— What to do —
Could you write out the records below exactly as they appear?

---- Records supplied

//! Conversion of per-study test results into signed p/q-values
//!
//! The magnitude of a signed value is the test's p- or q-value and its sign
//! is the direction of the effect: positive when the genus is higher in
//! cases, negative when it is higher in controls.

use derive_new::new;
use tracing::debug;

use crate::config::TransformConfig;
use crate::error::{MetaError, Result};
use crate::math::{arithmetic_mean, median};
use crate::matrix::SignedSeries;
use crate::study::StudyId;
use crate::taxonomy::Lineage;

/// Stand-in for a p/q-value of exactly zero so that it can still carry a sign
pub const ZERO_PVALUE_EPSILON: f64 = 1e-20;

/// Signs a p/q-value by the direction of an effect
///
/// A value of exactly zero is replaced by [`ZERO_PVALUE_EPSILON`] first. An
/// effect of zero (a tie between groups) yields zero. `NaN` in either input
/// stays `NaN`.
pub fn signed_value(value: f64, effect: f64) -> f64 {
    if value.is_nan() || effect.is_nan() {
        return f64::NAN;
    }
    let value = if value == 0.0 { ZERO_PVALUE_EPSILON } else { value };
    if effect == 0.0 {
        0.0
    } else {
        value * effect.signum()
    }
}

/// Central tendency used to decide the effect direction
#[derive(Debug, Clone, Copy, PartialEq, Eq, Default)]
pub enum EffectMeasure {
    #[default]
    Mean,
    Median,
}

impl EffectMeasure {
    /// Case minus control central tendency; `NaN` if either group is empty
    pub fn effect(&self, cases: &[f64], controls: &[f64]) -> f64 {
        if cases.is_empty() || controls.is_empty() {
            return f64::NAN;
        }
        match self {
            EffectMeasure::Mean => arithmetic_mean(cases) - arithmetic_mean(controls),
            EffectMeasure::Median => median(cases) - median(controls),
        }
    }
}

/// Univariate test result of one genus in one study
#[derive(Debug, Clone, new)]
pub struct GenusTest {
    pub genus: Lineage,
    /// Two-sided p-value
    pub pvalue: f64,
    /// Relative abundances in the case samples
    pub cases: Vec<f64>,
    /// Relative abundances in the control samples
    pub controls: Vec<f64>,
}

/// Converts one study's test results into a signed series
#[derive(Debug, Clone, Copy, Default)]
pub struct SignedEffectConverter {
    pub measure: EffectMeasure,
    pub transform: TransformConfig,
}

impl SignedEffectConverter {
    pub fn new(measure: EffectMeasure, transform: TransformConfig) -> Self {
        Self { measure, transform }
    }

    /// Adjusts the study's p-values and signs them by effect direction
    ///
    /// Genera whose test or effect is degenerate are kept as `NaN`.
    pub fn convert(&self, study: StudyId, tests: Vec<GenusTest>) -> SignedSeries {
        let pvalues = tests.iter().map(|t| t.pvalue).collect::<Vec<_>>();
        let adjusted = self.transform.transform(&pvalues);
        let values = tests
            .into_iter()
            .zip(adjusted)
            .map(|(test, value)| {
                let effect = self.measure.effect(&test.cases, &test.controls);
                let signed = signed_value(value, effect);
                if signed.is_nan() {
                    debug!("Degenerate test for {} in {}", test.genus, study);
                }
                (test.genus, signed)
            })
            .collect();
        SignedSeries::new(study, values)
    }

    /// Signs precomputed values by precomputed effects
    pub fn convert_values(
        &self,
        study: StudyId,
        genera: Vec<Lineage>,
        pvalues: &[f64],
        effects: &[f64],
    ) -> Result<SignedSeries> {
        for (context, len) in [("p-values", pvalues.len()), ("effects", effects.len())] {
            if len != genera.len() {
                return Err(MetaError::DimensionMismatch {
                    context: format!("{context} of {study}"),
                    expected: genera.len(),
                    actual: len,
                });
            }
        }
        let adjusted = self.transform.transform(pvalues);
        let values = genera
            .into_iter()
            .zip(adjusted.iter().zip(effects.iter()))
            .map(|(genus, (value, effect))| (genus, signed_value(*value, *effect)))
            .collect();
        Ok(SignedSeries::new(study, values))
    }
}

#[cfg(test)]
mod tests {
    use super::*;
    use approx::assert_relative_eq;

    #[test]
    fn test_signed_value_keeps_magnitude() {
        for p in [1e-5, 0.01, 0.5, 1.0] {
            assert_relative_eq!(signed_value(p, 2.5), p);
            assert_relative_eq!(signed_value(p, -0.1), -p);
        }
    }

    #[test]
    fn test_signed_value_zero_pvalue() {
        assert_relative_eq!(signed_value(0.0, 1.0), ZERO_PVALUE_EPSILON);
        assert_relative_eq!(signed_value(0.0, -1.0), -ZERO_PVALUE_EPSILON);
    }

    #[test]
    fn test_signed_value_tie() {
        assert_eq!(signed_value(0.01, 0.0), 0.0);
        assert_eq!(signed_value(0.0, 0.0), 0.0);
        assert!(signed_value(f64::NAN, 1.0).is_nan());
        assert!(signed_value(0.01, f64::NAN).is_nan());
    }

    #[test]
    fn test_effect_measures() {
        let cases = [0.0, 0.0, 0.9];
        let controls = [0.1, 0.1, 0.1];
        assert!(EffectMeasure::Mean.effect(&cases, &controls) > 0.0);
        assert!(EffectMeasure::Median.effect(&cases, &controls) < 0.0);
        assert!(EffectMeasure::Mean.effect(&[], &controls).is_nan());
    }

    #[test]
    fn test_convert_with_fdr() {
        let converter = SignedEffectConverter::new(EffectMeasure::Mean, TransformConfig::Fdr);
        let tests = vec![
            GenusTest::new(Lineage::new("g__A"), 0.01, vec![2.0, 3.0], vec![1.0, 1.0]),
            GenusTest::new(Lineage::new("g__B"), 0.02, vec![0.0, 0.0], vec![1.0, 1.0]),
            GenusTest::new(Lineage::new("g__C"), 0.5, vec![1.0], vec![]),
        ];
        let series = converter.convert(StudyId::new("crc_a"), tests);
        assert_relative_eq!(series.values[0].1, 0.03);
        assert_relative_eq!(series.values[1].1, -0.03);
        assert!(series.values[2].1.is_nan());
    }

    #[test]
    fn test_convert_values_length_mismatch() {
        let converter = SignedEffectConverter::default();
        let err = converter
            .convert_values(StudyId::new("crc_a"), vec![Lineage::new("g__A")], &[0.1, 0.2], &[1.0])
            .unwrap_err();
        assert!(matches!(err, MetaError::DimensionMismatch { .. }));
    }
}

--------

— The completed task —
//! Conversion of per-study test results into signed p/q-values
//!
//! The magnitude of a signed value is the test's p- or q-value and its sign
//! is the direction of the effect: positive when the genus is higher in
//! cases, negative when it is higher in controls.

use derive_new::new;
use tracing::debug;

use crate::config::TransformConfig;
use crate::error::{MetaError, Result};
use crate::math::{arithmetic_mean, median};
use crate::matrix::SignedSeries;
use crate::study::StudyId;
use crate::taxonomy::Lineage;

/// Stand-in for a p/q-value of exactly zero so that it can still carry a sign
pub const ZERO_PVALUE_EPSILON: f64 = 1e-20;

/// Signs a p/q-value by the direction of an effect
///
/// A value of exactly zero is replaced by [`ZERO_PVALUE_EPSILON`] first. An
/// effect of zero (a tie between groups) yields zero. `NaN` in either input
/// stays `NaN`.
pub fn signed_value(value: f64, effect: f64) -> f64 {
    if value.is_nan() || effect.is_nan() {
        return f64::NAN;
    }
    let value = if value == 0.0 { ZERO_PVALUE_EPSILON } else { value };
    if effect == 0.0 {
        0.0
    } else {
        value * effect.signum()
    }
}

/// Central tendency used to decide the effect direction
#[derive(Debug, Clone, Copy, PartialEq, Eq, Default)]
pub enum EffectMeasure {
    #[default]
    Mean,
    Median,
}

impl EffectMeasure {
    /// Case minus control central tendency; `NaN` if either group is empty
    pub fn effect(&self, cases: &[f64], controls: &[f64]) -> f64 {
        if cases.is_empty() || controls.is_empty() {
            return f64::NAN;
        }
        match self {
            EffectMeasure::Mean => arithmetic_mean(cases) - arithmetic_mean(controls),
            EffectMeasure::Median => median(cases) - median(controls),
        }
    }
}

/// Univariate test result of one genus in one study
#[derive(Debug, Clone, new)]
pub struct GenusTest {
    pub genus: Lineage,
    /// Two-sided p-value
    pub pvalue: f64,
    /// Relative abundances in the case samples
    pub cases: Vec<f64>,
    /// Relative abundances in the control samples
    pub controls: Vec<f64>,
}

/// Converts one study's test results into a signed series
#[derive(Debug, Clone, Copy, Default)]
pub struct SignedEffectConverter {
    pub measure: EffectMeasure,
    pub transform: TransformConfig,
}

impl SignedEffectConverter {
    pub fn new(measure: EffectMeasure, transform: TransformConfig) -> Self {
        Self { measure, transform }
    }

    /// Adjusts the study's p-values and signs them by effect direction
    ///
    /// Genera whose test or effect is degenerate are kept as `NaN`.
    pub fn convert(&self, study: StudyId, tests: Vec<GenusTest>) -> SignedSeries {
        let pvalues = tests.iter().map(|t| t.pvalue).collect::<Vec<_>>();
        let adjusted = self.transform.transform(&pvalues);
        let values = tests
            .into_iter()
            .zip(adjusted)
            .map(|(test, value)| {
                let effect = self.measure.effect(&test.cases, &test.controls);
                let signed = signed_value(value, effect);
                if signed.is_nan() {
                    debug!("Degenerate test for {} in {}", test.genus, study);
                }
                (test.genus, signed)
            })
            .collect();
        SignedSeries::new(study, values)
    }

    /// Signs precomputed values by precomputed effects
    pub fn convert_values(
        &self,
        study: StudyId,
        genera: Vec<Lineage>,
        pvalues: &[f64],
        effects: &[f64],
    ) -> Result<SignedSeries> {
        for (context, len) in [("p-values", pvalues.len()), ("effects", effects.len())] {
            if len != genera.len() {
                return Err(MetaError::DimensionMismatch {
                    context: format!("{context} of {study}"),
                    expected: genera.len(),
                    actual: len,
                });
            }
        }
        let adjusted = self.transform.transform(pvalues);
        let values = genera
            .into_iter()
            .zip(adjusted.iter().zip(effects.iter()))
            .map(|(genus, (value, effect))| (genus, signed_value(*value, *effect)))
            .collect();
        Ok(SignedSeries::new(study, values))
    }
}

#[cfg(test)]
mod tests {
    use super::*;
    use approx::assert_relative_eq;

    #[test]
    fn test_signed_value_keeps_magnitude() {
        for p in [1e-5, 0.01, 0.5, 1.0] {
            assert_relative_eq!(signed_value(p, 2.5), p);
            assert_relative_eq!(signed_value(p, -0.1), -p);
        }
    }

    #[test]
    fn test_signed_value_zero_pvalue() {
        assert_relative_eq!(signed_value(0.0, 1.0), ZERO_PVALUE_EPSILON);
        assert_relative_eq!(signed_value(0.0, -1.0), -ZERO_PVALUE_EPSILON);
    }

    #[test]
    fn test_signed_value_tie() {
        assert_eq!(signed_value(0.01, 0.0), 0.0);
        assert_eq!(signed_value(0.0, 0.0), 0.0);
        assert!(signed_value(f64::NAN, 1.0).is_nan());
        assert!(signed_value(0.01, f64::NAN).is_nan());
    }

    #[test]
    fn test_effect_measures() {
        let cases = [0.0, 0.0, 0.9];
        let controls = [0.1, 0.1, 0.1];
        assert!(EffectMeasure::Mean.effect(&cases, &controls) > 0.0);
        assert!(EffectMeasure::Median.effect(&cases, &controls) < 0.0);
        assert!(EffectMeasure::Mean.effect(&[], &controls).is_nan());
    }

    #[test]
    fn test_convert_with_fdr() {
        let converter = SignedEffectConverter::new(EffectMeasure::Mean, TransformConfig::Fdr);
        let tests = vec![
            GenusTest::new(Lineage::new("g__A"), 0.01, vec![2.0, 3.0], vec![1.0, 1.0]),
            GenusTest::new(Lineage::new("g__B"), 0.02, vec![0.0, 0.0], vec![1.0, 1.0]),
            GenusTest::new(Lineage::new("g__C"), 0.5, vec![1.0], vec![]),
        ];
        let series = converter.convert(StudyId::new("crc_a"), tests);
        assert_relative_eq!(series.values[0].1, 0.03);
        assert_relative_eq!(series.values[1].1, -0.03);
        assert!(series.values[2].1.is_nan());
    }

    #[test]
    fn test_convert_values_length_mismatch() {
        let converter = SignedEffectConverter::default();
        let err = converter
            .convert_values(StudyId::new("crc_a"), vec![Lineage::new("g__A")], &[0.1, 0.2], &[1.0])
            .unwrap_err();
        assert!(matches!(err, MetaError::DimensionMismatch { .. }));
    }
}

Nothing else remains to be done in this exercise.